About Us Our Team Our Investments News Investor Info Blog

Archive for the ‘Content’ Category

Personalized Feeds (or more on Open APIs)

Friday, October 5th, 2007

 I just read an interesting study on the problems with existing news RSS feeds from the University of Maryland’s International Center for Media and Public Relations. I think it is a great example of how user’s can’t depend on the organization that creates the content to provide access to the content in the form or format most useful for them, and why the ability for users to create their own feeds is so valuable. To quote from the study:

“This study found that depending on what users want from a website, they may be very disappointed with that website’s RSS.  Many news consumers go online in the morning to check what happened in the world overnight—who just died, who’s just been indicted, who’s just been elected, how many have been killed in the latest war zone.  And for many of those consumers the quick top five news stories aggregated by Google or Yahoo! are all they want.  But later in the day some of those very same consumers will need to access more and different news for use in their work—they might be tracking news from a region or tracking news on a particular issue.
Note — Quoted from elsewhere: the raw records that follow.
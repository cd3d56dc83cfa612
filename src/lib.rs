//! Natural-language analytics questions to SQL and Kusto, plus a resilient
//! execution client for the resulting queries.

pub mod config;
pub mod error;
pub mod execution;
pub mod kusto;
pub mod schema;
pub mod service;
pub mod translate;

pub use config::Config;
pub use error::{QueryError, Result};
pub use execution::{ExecutionClient, QueryResult};
pub use schema::{Catalog, SchemaLoader};
pub use service::QueryService;
pub use translate::{Translation, Translator};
It is for that latter group of consumers that this RSS study will be most useful.  Essentially, the conclusion of the study is that if a user wants specific news on any subject from any of the 19 news outlets the research team looked at, he or she must still track the news down website by website.”

Bottom line, as long as we depend on publishers as both content providers and access providers we as consumers of content won’t be able to get what we need in the way we need it - just like with APIs.  The only way to solve the problem is to allow users or some unaffiliated community to create the access to content (or API), as opposed to limiting that ability to only the publisher.  As web 2.0 paradigms catch on with the masses, turning more and more of us to prosumers, this will become more and more of an issue.  Publishers that try to control access will lose out to those that provide users the to tailor the content to their own needs. Publishers need to understand that this benefits both them and the users.

I see signs that this is actually starting to happen (in a small way) with the NYTimes and WSJ both announcing personal portals for thier users. The jump to personalized feeds isn’t that unthinkable…

ACAP Conference

Friday, June 29th, 2007

I attended the first annual ACAP conference this week (ACAP stands for Automated Binary Access Protocol, their website is http://www.the-acap.org/). They are defining a standard mechanism that will allow publishers to communicate permissions information about content that can be automatically recognized and interpreted by any automated process that would like to use the content.

Currently the only mechanism available to publishers is the Robots Exclusion Protocol (REP, some people just call it robots.txt, the file placed in the root directory of a website that defines which files should or shouldn’t be visited by crawlers). There is also the Robots META tag which allows HTML authors to indicate to visiting robots if a specific document may be indexed, or used to harvest more links.

These mechanisms don’t give publishers very much control over how their content is used and they would like much finer grained control - both at the content level (not just files) and on the usage level (how the content can be used). A while back Yahoo announced a “robots-nocontent” tag that allows marking certain sections as unrelated to the main content of the page, and should therefor be ignored by search engines. It is an interesting addition to REP, but really doesn’t do much to take into account publishers concerns - since it is focused on control over indexing, not delivery (e.g. caching, summarization), and hasn’t been picked up by other search engines.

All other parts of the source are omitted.